Autorisée depuis plusieurs années pour les employés du secteur privé comme du secteur public, la contre-visite médicale privée est en plein essor. «Les congés maladie abusifs ont un coût pour les entreprises, et créent de la désorganisation», argumente Jean-Richard Sanchez, gérant de Sogirec. Créée en 2005, cette société s'est d'abord spécialisée dans le recouvrement de créances avant d'ajouter en 2008 une corde à son arc, sous le nom de ?France Contrôle Médical?. «À présent cette activité représente 60% de notre chiffre d'affaires», commente son dirigeant. Mandatée par un employeur, France Contrôle Médical charge un médecin de son réseau national d'effectuer la contre-visite du salarié.

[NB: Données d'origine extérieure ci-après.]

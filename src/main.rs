use std::io::Write as _;

use vanii_client::config::ClientConfig;
use vanii_client::content::{ContentClient, ContentConfig};
use vanii_client::flows::{LoginFlow, LoginOutcome};
use vanii_client::gateway::Gateway;
use vanii_client::nav::Navigation;
use vanii_client::session::SessionHandle;
use vanii_client::wizard::{Advance, OnboardingWizard, StepKind, OTHER_LANGUAGE};

fn read_line(prompt: &str) -> String {
    print!("{prompt}");
    std::io::stdout().flush().ok();
    let mut line = String::new();
    std::io::stdin().read_line(&mut line).ok();
    line.trim().to_string()
}

#[tokio::main]
async fn main() -> anyhow::Result<()> {
    // Initialize tracing
    tracing_subscriber::fmt()
        .with_env_filter(
            tracing_subscriber::EnvFilter::try_from_default_env()
                .unwrap_or_else(|_| tracing_subscriber::EnvFilter::new("info")),
        )
        .with_target(false)
        .init();

    let command = std::env::args().nth(1).unwrap_or_default();
    if command == "blogs" {
        // The blog listing needs no backend, only the content store.
        let content = ContentClient::new(ContentConfig::default());
        let (posts, popular) = content.front_page().await?;
        for post in &posts {
            println!("{}  {}", post.published_at.format("%Y-%m-%d"), post.title);
        }
        println!("\nPopular:");
        for post in &popular {
            println!("  {}", post.title);
        }
        return Ok(());
    }

    let config = ClientConfig::from_env().unwrap_or_else(|e| {
        eprintln!("Error: {e}");
        eprintln!("  export VANII_BACKEND_URL=https://...");
        std::process::exit(1);
    });

    eprintln!("Vanii client v{}", env!("CARGO_PKG_VERSION"));
    eprintln!("  Backend: {}\n", config.base_url);

    let gateway = Gateway::over_http(&config.base_url)?;
    let session = SessionHandle::new();

    match command.as_str() {
        "login" => {
            let flow = LoginFlow::new(gateway, session);
            let phone = read_line("Phone (national number): ");
            let password = read_line("Password: ");
            match flow.login(&phone, &password).await {
                LoginOutcome::LoggedIn { navigation } => {
                    let snapshot = flow.session().snapshot().await;
                    eprintln!("Logged in as {} → navigate to {navigation}", snapshot.id);
                }
                LoginOutcome::Failed { error } => eprintln!("Login failed: {}", error.user_message()),
                LoginOutcome::Stale => {}
            }
        }
        "onboarding" => {
            run_wizard(OnboardingWizard::new(gateway)).await;
        }
        other => {
            eprintln!("Usage: vanii-client <login|onboarding|blogs>");
            if !other.is_empty() {
                eprintln!("Unknown command: {other}");
            }
        }
    }

    Ok(())
}

async fn run_wizard(mut wizard: OnboardingWizard) {
    loop {
        let step = wizard.current_step().clone();
        println!(
            "\nStep {} of {} — {}",
            wizard.current_index() + 1,
            wizard.steps().len(),
            step.prompt
        );

        match step.kind {
            StepKind::Choice => {
                for (i, choice) in step.choices.iter().enumerate() {
                    println!("  {}. {choice}", i + 1);
                }
                let input = read_line("Choice number ('back' to go back): ");
                if input == "back" {
                    wizard.retreat();
                    continue;
                }
                if let Ok(n @ 1..) = input.parse::<usize>() {
                    if let Some(choice) = step.choices.get(n - 1) {
                        if choice == OTHER_LANGUAGE {
                            let other = read_line("Please specify your language: ");
                            wizard.set_other_language(other);
                        }
                        wizard.set_answer(step.answer_key.clone(), choice.clone());
                    }
                }
            }
            StepKind::FreeText => {
                let input = read_line("Your response ('back' to go back): ");
                if input == "back" {
                    wizard.retreat();
                    continue;
                }
                wizard.set_answer(step.answer_key.clone(), input);
            }
        }

        match wizard.advance().await {
            Advance::Held(message) => println!("  !! {message}"),
            Advance::Moved(_) => {}
            Advance::Submitted(outcome) => {
                match outcome.navigation {
                    Navigation::Learn => println!("\nThanks! Navigating to the learning page."),
                    _ => println!(
                        "\n{}",
                        outcome.error.unwrap_or_else(|| "Submission failed".to_string())
                    ),
                }
                return;
            }
        }
    }
}
use axum::{
    extract::{Path, State},
    http::StatusCode,
    response::IntoResponse,
    Json,
};
use color_eyre::eyre::{eyre, Context};
use db::cooking::{NewRecipe, Recipe};
use uuid::Uuid;

use crate::{
    http_server::{errors::WithStatus as _, ResponseResult},
    AppState,
};

#[axum_macros::debug_handler]
pub async fn list_recipes(State(state): State<AppState>) -> ResponseResult<impl IntoResponse> {
    let recipes = Recipe::list(state.db())
        .await
        .context("Failed to fetch recipes")?;

    Ok(Json(recipes))
}

#[axum_macros::debug_handler]
pub async fn get_recipe(
    State(state): State<AppState>,
    Path(id): Path<Uuid>,
) -> ResponseResult<impl IntoResponse> {
    let recipe = Recipe::get_by_id(state.db(), id)
        .await
        .context("Failed to fetch recipe")?
        .ok_or_else(|| eyre!("Recipe {id} not found"))
        .with_status(StatusCode::NOT_FOUND)?;

    Ok(Json(recipe))
}

#[axum_macros::debug_handler]
pub async fn create_recipe(
    State(state): State<AppState>,
    Json(new_recipe): Json<NewRecipe>,
) -> ResponseResult<impl IntoResponse> {
    let recipe = Recipe::create(state.db(), new_recipe).await?;

    Ok((StatusCode::CREATED, Json(recipe)))
}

Le rapport de ce contrôle est ensuite adressé à l'employeur dans le respect du secret médical. «Si l'arrêt est injustifié, l'employeur peut suspendre les indemnités qu'il verse au salarié en plus des indemnités journalières de la sécurité sociale», explique Jean-Richard Sanchez. La contre-visite est facturée 119euros au patron qui «s'y retrouve rapidement», d'après le responsable dracénois. Selon ses statistiques, 59% des congés maladie sont confirmés par la contre-visite, 32% ?invalidés? pour cause d'absence du salarié à son domicile, et 6% des contrôles concluent à un arrêt non justifié.
Conseils juridiques
Juriste de formation, Jean-Richard Sanchez veut se démarquer de la concurrence (une vingtaine d'entreprises) par les conseils juridiques apportés à ses clients: «Je m'assure tout d'abord que le contrôle n'est pas un moyen de harcèlement ou de pression sur le salarié. Puis j'accompagne le rapport du médecin de la jurisprudence qui justifie, s'il y a lieu, la suspension des indemnités». Le patron de France Contrôle Médical table sur une hausse de 20% de son chiffre d'affaires en 2009 par rapport à 2008, et de 20% pour l'année suivante. «Pour palier le déficit de l'assurance-maladie, la loi de finances de 2010 va nous renforcer», estime Jean-Richard Sanchez.
Depuis deux ans, Sogirec, petite entreprise de contrôle médical, tente de se faire une place dans le secteur, et annonce une croissance de 20% par an.